13. In any case, it is essential to state that discerning whether the possible ways of exercising the Petrine ministry correspond to its nature is a discernment to be made in Ecclesia, i.e., with the assistance of the Holy Spirit and in fraternal dialogue between the Roman Pontiff and the other Bishops, according to the Church's concrete needs. But, at the same time, it is clear that only the Pope (or the Pope with an Ecumenical Council) has, as the Successor of Peter, the authority and the competence to say the last word on the ways to exercise his pastoral ministry in the universal Church.

My translation: “after 2000 years, we still don’t know what we’re doing”.

You may see it differently, but at any point, you may find yourselves infallibly faced with a “supreme pontiff” who declares something like Mary to be the 4th member of the Trinity, or that homosexuality is really a good and wholesome part of God’s design, and you will get to “receive with docility” these things, and assent to them with “the assent of faith”.

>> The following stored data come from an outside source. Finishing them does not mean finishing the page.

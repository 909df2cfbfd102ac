//! EPUB 3 navigation document rules.

use super::content::{epub_types, has_epub_type, heading_level};
use super::{Findings, SchemaValidator, Violation};
use crate::report::ValidationSeverity;
use crate::xml::{NodeId, XmlDocument, XHTML_NS};

/// `nav` elements and their list structure.
pub struct NavSchema;

const NAV_TYPES: &[&str] = &["toc", "page-list", "landmarks"];

impl SchemaValidator for NavSchema {
    fn id(&self) -> &'static str {
        "nav"
    }

    fn validate(&self, doc: &XmlDocument) -> Vec<Violation> {
        let mut findings = Findings::new("SCH_NAV");
        let navs: Vec<NodeId> = doc
            .descendants(doc.root_id())
            .into_iter()
            .filter(|id| doc.element(*id).is(XHTML_NS, "nav"))
            .collect();

        for kind in NAV_TYPES {
            let count = navs
                .iter()
                .filter(|id| has_epub_type(doc.element(**id), kind))
                .count();
            match (*kind, count) {
                ("toc", 0) => findings.error(
                    doc.root().location,
                    "navigation document must contain a 'toc' nav element",
                ),
                (_, 0 | 1) => {}
                _ => findings.error(
                    doc.root().location,
                    format!("navigation document must contain at most one '{}' nav", kind),
                ),
            }
        }

        for nav in &navs {
            check_nav(doc, *nav, &mut findings);
        }
        check_headings(doc, &mut findings);
        findings.finish()
    }
}

fn check_nav(doc: &XmlDocument, nav: NodeId, findings: &mut Findings) {
    let element = doc.element(nav);
    let typed = epub_types(element).any(|t| NAV_TYPES.contains(&t));

    let mut children = doc.children(nav).peekable();
    if children.peek().is_some_and(|id| heading_level(doc.element(*id)).is_some()) {
        children.next();
    }
    let list = match children.next() {
        Some(id) if doc.element(id).is(XHTML_NS, "ol") => id,
        _ => {
            if typed {
                findings.error(
                    element.location,
                    "nav must contain an optional heading followed by an 'ol' list",
                );
            }
            return;
        }
    };
    check_list(doc, list, has_epub_type(element, "landmarks"), findings);
}

fn check_list(doc: &XmlDocument, list: NodeId, landmarks: bool, findings: &mut Findings) {
    let mut items = 0;
    for item in doc.children(list) {
        let li = doc.element(item);
        if !li.is(XHTML_NS, "li") {
            findings.error(li.location, format!("'{}' is not allowed in a nav list", li.name.local));
            continue;
        }
        items += 1;

        let children: Vec<NodeId> = doc.children(item).collect();
        let Some(label_id) = children.first().copied() else {
            findings.error(li.location, "nav list items must contain an 'a' or 'span' label");
            continue;
        };
        let label = doc.element(label_id);
        let sublist = children
            .get(1)
            .copied()
            .filter(|id| doc.element(*id).is(XHTML_NS, "ol"));

        if label.is(XHTML_NS, "span") {
            if sublist.is_none() {
                findings.error(label.location, "a 'span' label must be followed by a nested 'ol'");
            }
        } else if label.is(XHTML_NS, "a") {
            if landmarks && epub_types(label).next().is_none() {
                findings.error(label.location, "landmarks links must declare an 'epub:type'");
            }
        } else {
            findings.error(li.location, "nav list items must start with an 'a' or 'span' label");
            continue;
        }

        if doc.text_content(label_id).trim().is_empty() && !has_image_alt(doc, label_id) {
            findings.error(label.location, "nav labels must not be empty");
        }
        if let Some(sublist) = sublist {
            check_list(doc, sublist, landmarks, findings);
        }
    }
    if items == 0 {
        findings.error(doc.element(list).location, "nav lists must contain at least one 'li'");
    }
}

fn has_image_alt(doc: &XmlDocument, id: NodeId) -> bool {
    doc.descendants(id).into_iter().any(|d| {
        let element = doc.element(d);
        element.is(XHTML_NS, "img") && element.attr("alt").is_some_and(|a| !a.trim().is_empty())
    })
}

/// Heading levels inside `nav` elements may not skip relative to the
/// previous heading in document order, and may not be empty.
fn check_headings(doc: &XmlDocument, findings: &mut Findings) {
    let mut previous: Option<u8> = None;
    for id in doc.descendants(doc.root_id()) {
        let element = doc.element(id);
        let Some(level) = heading_level(element) else {
            continue;
        };
        if doc.ancestor_named(id, XHTML_NS, "nav").is_some() {
            if let Some(previous) = previous {
                if level > previous + 1 {
                    findings.push(
                        "NAV_HEADING_SKIP",
                        ValidationSeverity::Error,
                        element.location,
                        format!(
                            "heading level skips from h{} to h{}",
                            previous, level
                        ),
                    );
                }
            }
            if doc.text_content(id).trim().is_empty() && !has_image_alt(doc, id) {
                findings.push(
                    "NAV_HEADING_EMPTY",
                    ValidationSeverity::Error,
                    element.location,
                    format!("heading 'h{}' must not be empty", level),
                );
            }
        }
        previous = Some(level);
    }
}
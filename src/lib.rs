//! epub_validator -- EPUB conformance validator
//!
//! Checks zip-packaged or expanded EPUB publications, or single resources,
//! for structural and semantic conformance.
//!
//! A run goes through these layers, leaves first:
//! path/URL normalization ([`path`]), the container resource model
//! ([`container`]), the immutable per-resource [`context`], predicate-driven
//! schema chain selection ([`schema`]), the XML event pipeline ([`xml`]),
//! content checker dispatch ([`checker`]) and the two-phase cross-reference
//! registry ([`xref`]). [`validate`] ties them together.
//!
//! # Features
//!
//! - `async` -- tokio-based file reading helper
//! - `parallel` -- check resources on the rayon thread pool
//! - `cli` -- the `epub-validator` binary

#![warn(missing_docs)]
#![deny(clippy::large_enum_variant, clippy::large_stack_arrays, clippy::redundant_clone)]
#![warn(
    clippy::box_collection,
    clippy::needless_collect,
    clippy::map_clone,
    clippy::implicit_clone,
    clippy::inefficient_to_string
)]

pub mod checker;
pub mod container;
pub mod context;
pub mod css;
pub mod encryption;
pub mod error;
pub mod media;
pub mod ocf;
pub mod path;
pub mod report;
pub mod schema;
pub mod validate;
pub mod xml;
pub mod xref;
pub mod zip;

#[cfg(feature = "async")]
pub mod async_api;

// Re-export key types for convenience
#[cfg(feature = "async")]
pub use async_api::{validate_epub_file_async, validate_epub_file_async_with_options};
pub use checker::{dispatch, Checker};
pub use container::{Container, ResourceOpener, ResourceProvider};
pub use context::{EpubVersion, PublicationType, ValidationContext, ValidationProfile};
pub use error::{EpubError, PathError, ZipError, ZipErrorKind};
pub use path::{normalize_path, resolve_relative_reference};
pub use report::{
    Location, ReportCollector, ReportSink, ValidationDiagnostic, ValidationReport,
    ValidationSeverity,
};
pub use schema::{SchemaTable, SchemaValidator, Violation};
pub use validate::{
    validate_directory, validate_epub_file, validate_epub_file_with_options, validate_epub_reader,
    validate_path, validate_single_bytes, validate_single_file, ValidationMode, ValidationOptions,
};
pub use xref::{ReferenceKind, XRefRegistry};
pub use zip::ZipLimits;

My own thought is, and I’ve written extensively about it, is that this current “period of retreat” that we see with respect to “the exercise of the primacy” is a direct result of several things:

The more we know about the early papacy, the more we know it didn’t exist, except in some vague “seed” form, the “development” of which may be attributed as much to the kinds of fictions and forgeries that Bart Ehrman is writing about (especially regarding the person of Peter), and also because we are learning (through the grammatical-historical study of the early Roman period) the actual situation of the earliest church within that city, during that period.

More and more of that kind of winnowing is going on. You all here, on your philosophical island of “principled distinction between divine revelation and human opinion” are putting yourselves in a position where you are (a) disregarding how the forgeries affected papal “development”, and (b) disregarding actual knowledge that actual historical research is producing.

In other words, “there’s an actual doctrine in there; we just haven’t found it yet”.

Bryan has commented on this phenomenon.

But you would think, after some 2000 years of “papal primacy”, they really would know with more certainty than they seem to know. Again, this document “recalls the essential points of Catholic doctrine on the primacy”, and much else that you’ve learned with “100% certainty” is left to question.